Contra pirataria, remédios vão ganhar seu próprio ‘RG’

A Organização Mundial da Saúde estima que 10% dos remédios consumidos no mundo sejam falsificados. Em países em desenvolvimento, como o Brasil, a taxa sobe até 30%. Para conter a pirataria e estancar um prejuízo estimado em 13 bilhões de reais ao país por ano, uma lei de 2009 deve finalmente sair do papel no segundo semestre deste ano. O texto cria o Sistema Nacional de Controle de Medicamentos e deve permitir que os remédios sejam rastreados desde a fabricação até o balcão da farmácia. A norma da Agência Nacional de Vigilância Sanitária (Anvisa) confere a cada medicamento um identificador único – uma espécie de RG do remédio.
O comércio de medicamentos falsificados é considerado crime hediondo, com pena de 10 a 15 anos de prisão. Para enganar o consumidor, os piratas copiam as caixas, as embalagens e até mesmo as cores e formatos dos comprimidos. Na melhor das hipóteses, as vítimas estarão consumindo uma pílula de farinha e correrão, sem saber, todos os riscos de quem interrompe ou nem inicia o tratamento médico. Na pior das hipóteses, estarão consumindo outra substância qualquer, potencialmente prejudicial, às vezes letal.
Em 2006, mais de 100 pacientes morreram no Panamá por conta de medicamentos feitos com glicerina falsificada. Em 2008, versões contaminadas do anticoagulante Heparina, importadas da China, mataram 62 pessoas nos Estados Unidos. Em 2011 foram apreendidas na Inglaterra versões piratas dos remédios Truvada e Viread, contra a aids. Estimativas da International Policy Network, organização sediada em Londres, mostram que o consumo de remédios falsos contra tuberculose e malária foi responsável por mais de 700.000 mortes até hoje.
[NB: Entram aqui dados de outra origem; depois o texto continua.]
//! Entity and field metadata tables.
//!
//! Each entity type supplies its mapping once through [`Entity::metadata`]:
//! the container it lives in, fixed partition/row key values, and per-field
//! wire names, key roles, and enumeration descriptors.

use std::collections::HashMap;
use std::sync::Arc;

use serde::{Deserialize, Serialize};

use crate::config::DataSettings;
use crate::error::MetadataError;
use crate::expr::EnumDescriptor;

/// A type that can be queried.
///
/// # Example
///
/// ```
/// use odata_queryable::metadata::{Entity, EntityMetadata, FieldMetadata};
///
/// struct User;
///
/// impl Entity for User {
///     fn metadata() -> EntityMetadata {
///         EntityMetadata::new("User")
///             .with_container("%UsersIndex%")
///             .with_field(FieldMetadata::new("Age").renamed("age"))
///     }
/// }
/// ```
pub trait Entity: Send + Sync + 'static {
    /// Builds the metadata table for this type. Must be a pure function.
    fn metadata() -> EntityMetadata;
}

/// Storage-native identity columns a field can stand in for.
#[derive(Debug, Clone, Copy, PartialEq, Eq, Hash, Serialize, Deserialize)]
pub enum KeyRole {
    /// The partition key column.
    Partition,
    /// The row key column.
    Row,
}

impl KeyRole {
    /// Returns the storage column name.
    pub fn storage_name(&self) -> &'static str {
        match self {
            KeyRole::Partition => "PartitionKey",
            KeyRole::Row => "RowKey",
        }
    }
}

/// Kind of container a descriptor targets.
#[derive(Debug, Clone, Copy, PartialEq, Eq, Hash)]
pub enum ContainerKind {
    /// A search index. Names are lower-cased.
    SearchIndex,
    /// A storage table. Names are kept verbatim.
    Table,
}

/// Mapping of one entity field.
#[derive(Debug, Clone, PartialEq)]
pub struct FieldMetadata {
    name: String,
    wire_name: Option<String>,
    key_role: Option<KeyRole>,
    enum_type: Option<Arc<EnumDescriptor>>,
    element: Option<Arc<EntityMetadata>>,
}

impl FieldMetadata {
    /// Declares a field by its in-process identifier.
    pub fn new(name: impl Into<String>) -> Self {
        Self {
            name: name.into(),
            wire_name: None,
            key_role: None,
            enum_type: None,
            element: None,
        }
    }

    /// Overrides the wire name.
    pub fn renamed(mut self, wire_name: impl Into<String>) -> Self {
        self.wire_name = Some(wire_name.into());
        self
    }

    /// Marks the field as standing in for the partition key.
    pub fn partition_key(mut self) -> Self {
        self.key_role = Some(KeyRole::Partition);
        self
    }

    /// Marks the field as standing in for the row key.
    pub fn row_key(mut self) -> Self {
        self.key_role = Some(KeyRole::Row);
        self
    }

    /// Declares the field as enumerated.
    pub fn enumeration(mut self, descriptor: EnumDescriptor) -> Self {
        self.enum_type = Some(Arc::new(descriptor));
        self
    }

    /// Declares the field as a collection of complex elements.
    pub fn collection_of(mut self, element: EntityMetadata) -> Self {
        self.element = Some(Arc::new(element));
        self
    }

    /// Returns the in-process identifier.
    pub fn name(&self) -> &str {
        &self.name
    }

    /// Returns the name sent over the wire. Key fields use the storage key
    /// column; other fields use the override or their identifier.
    pub fn wire_name(&self) -> &str {
        match self.key_role {
            Some(role) => role.storage_name(),
            None => self.wire_name.as_deref().unwrap_or(&self.name),
        }
    }

    /// Returns the key role, if the field is a substitute key.
    pub fn key_role(&self) -> Option<KeyRole> {
        self.key_role
    }

    /// Returns the enumeration descriptor, if the field is enumerated.
    pub fn enum_type(&self) -> Option<&Arc<EnumDescriptor>> {
        self.enum_type.as_ref()
    }

    /// Returns the element metadata, if the field is a complex collection.
    pub fn element(&self) -> Option<&Arc<EntityMetadata>> {
        self.element.as_ref()
    }
}

/// Mapping of one entity type.
#[derive(Debug, Clone, PartialEq, Default)]
pub struct EntityMetadata {
    entity_name: String,
    container: Option<String>,
    partition_key: Option<String>,
    row_key: Option<String>,
    fields: HashMap<String, FieldMetadata>,
}

impl EntityMetadata {
    /// Creates an empty table for the named entity.
    pub fn new(entity_name: impl Into<String>) -> Self {
        Self {
            entity_name: entity_name.into(),
            ..Default::default()
        }
    }

    /// Sets the declared index or table name. A `%key%` name is resolved
    /// through [`DataSettings::names`].
    pub fn with_container(mut self, container: impl Into<String>) -> Self {
        self.container = Some(container.into());
        self
    }

    /// Sets the fixed partition key value every row of this entity uses.
    pub fn with_partition_key(mut self, value: impl Into<String>) -> Self {
        self.partition_key = Some(value.into());
        self
    }

    /// Sets the fixed row key value.
    pub fn with_row_key(mut self, value: impl Into<String>) -> Self {
        self.row_key = Some(value.into());
        self
    }

    /// Adds a field mapping, replacing any earlier one with the same name.
    pub fn with_field(mut self, field: FieldMetadata) -> Self {
        self.fields.insert(field.name.clone(), field);
        self
    }

    /// Returns the entity name.
    pub fn entity_name(&self) -> &str {
        &self.entity_name
    }

    /// Returns the declared container name, before indirection.
    pub fn container(&self) -> Option<&str> {
        self.container.as_deref()
    }

    /// Returns the fixed partition key value.
    pub fn partition_key(&self) -> Option<&str> {
        self.partition_key.as_deref()
    }

    /// Returns the fixed row key value.
    pub fn row_key(&self) -> Option<&str> {
        self.row_key.as_deref()
    }

    /// Looks up a declared field.
    pub fn field(&self, name: &str) -> Option<&FieldMetadata> {
        self.fields.get(name)
    }

    /// Iterates over declared fields in no particular order.
    pub fn fields(&self) -> impl Iterator<Item = &FieldMetadata> {
        self.fields.values()
    }

    /// Returns the wire name of a field, falling back to the identifier for
    /// undeclared fields.
    pub fn wire_name(&self, name: &str) -> String {
        match self.fields.get(name) {
            Some(field) => field.wire_name().to_string(),
            None => {
                tracing::trace!(
                    entity = %self.entity_name,
                    field = %name,
                    "Field not declared, using identifier as wire name"
                );
                name.to_string()
            }
        }
    }

    /// Resolves the container name for the given service.
    pub fn container_name(
        &self,
        settings: &DataSettings,
        kind: ContainerKind,
    ) -> Result<String, MetadataError> {
        let declared = self
            .container
            .as_deref()
            .ok_or_else(|| MetadataError::MissingContainer {
                entity: self.entity_name.clone(),
            })?;
        let resolved = settings.resolve_name(declared)?;
        Ok(match kind {
            ContainerKind::SearchIndex => resolved.to_lowercase(),
            ContainerKind::Table => resolved,
        })
    }
}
Segundo o diplomata Roberto Abdenur, atual presidente do Instituto Brasileiro de Ética Concorrencial (ETCO), a falsificação de remédios é a forma mais cruel de pirataria. Enquanto na maioria das vezes o consumidor de eletrônicos, CDs e DVDs piratas sabe que está comprando produtos falsos, aquele que compra os medicamentos frequentemente está agindo de boa-fé. ‘E os mais pobres, em busca de preços acessíveis, são os mais afetados’, afirma.
Pirataria on-line – Segundo a Anvisa, os pontos de venda tradicionais de remédios piratas são camelôs e feiras livres. Mas medicamentos falsos também podem ser encontrados em farmácias, principalmente fora dos grandes centros do país. “O mercado brasileiro é muito grande. Temos muitos municípios onde a fiscalização é tênue, e a informalidade, alta”, afirma Sérgio Mena Barreto , presidente executivo da Associação Brasileira de Redes de Farmácias e Drogarias (Abrafarma).
Na última década, o avanço tecnológico abriu mais uma rota para esse comércio ilegal: a internet. Segundo uma pesquisa encomendada pelo Ministério da Saúde e divulgada pelo jornal O Globo, existem cerca de 1.200 sites ilegais que vendem remédios no país.
A Anvisa informa que as farmácias on-line só podem funcionar se também existirem fisicamente, com endereço comprovado, e com a autorização da agência. Segundo o delegado Paulo Alberto Mendes Pereira, da 2ª Delegacia de Saúde Pública e Crimes Envolvendo Medicamentos, de São Paulo, o combate a essas farmácias não é fácil. “Muitos desses sites estão registrados em outros países, o que dificulta o trabalho. No entanto, há 40 dias realizamos uma operação onde apreendemos 4 mil remédios comercializados ilegalmente pela internet”, conta.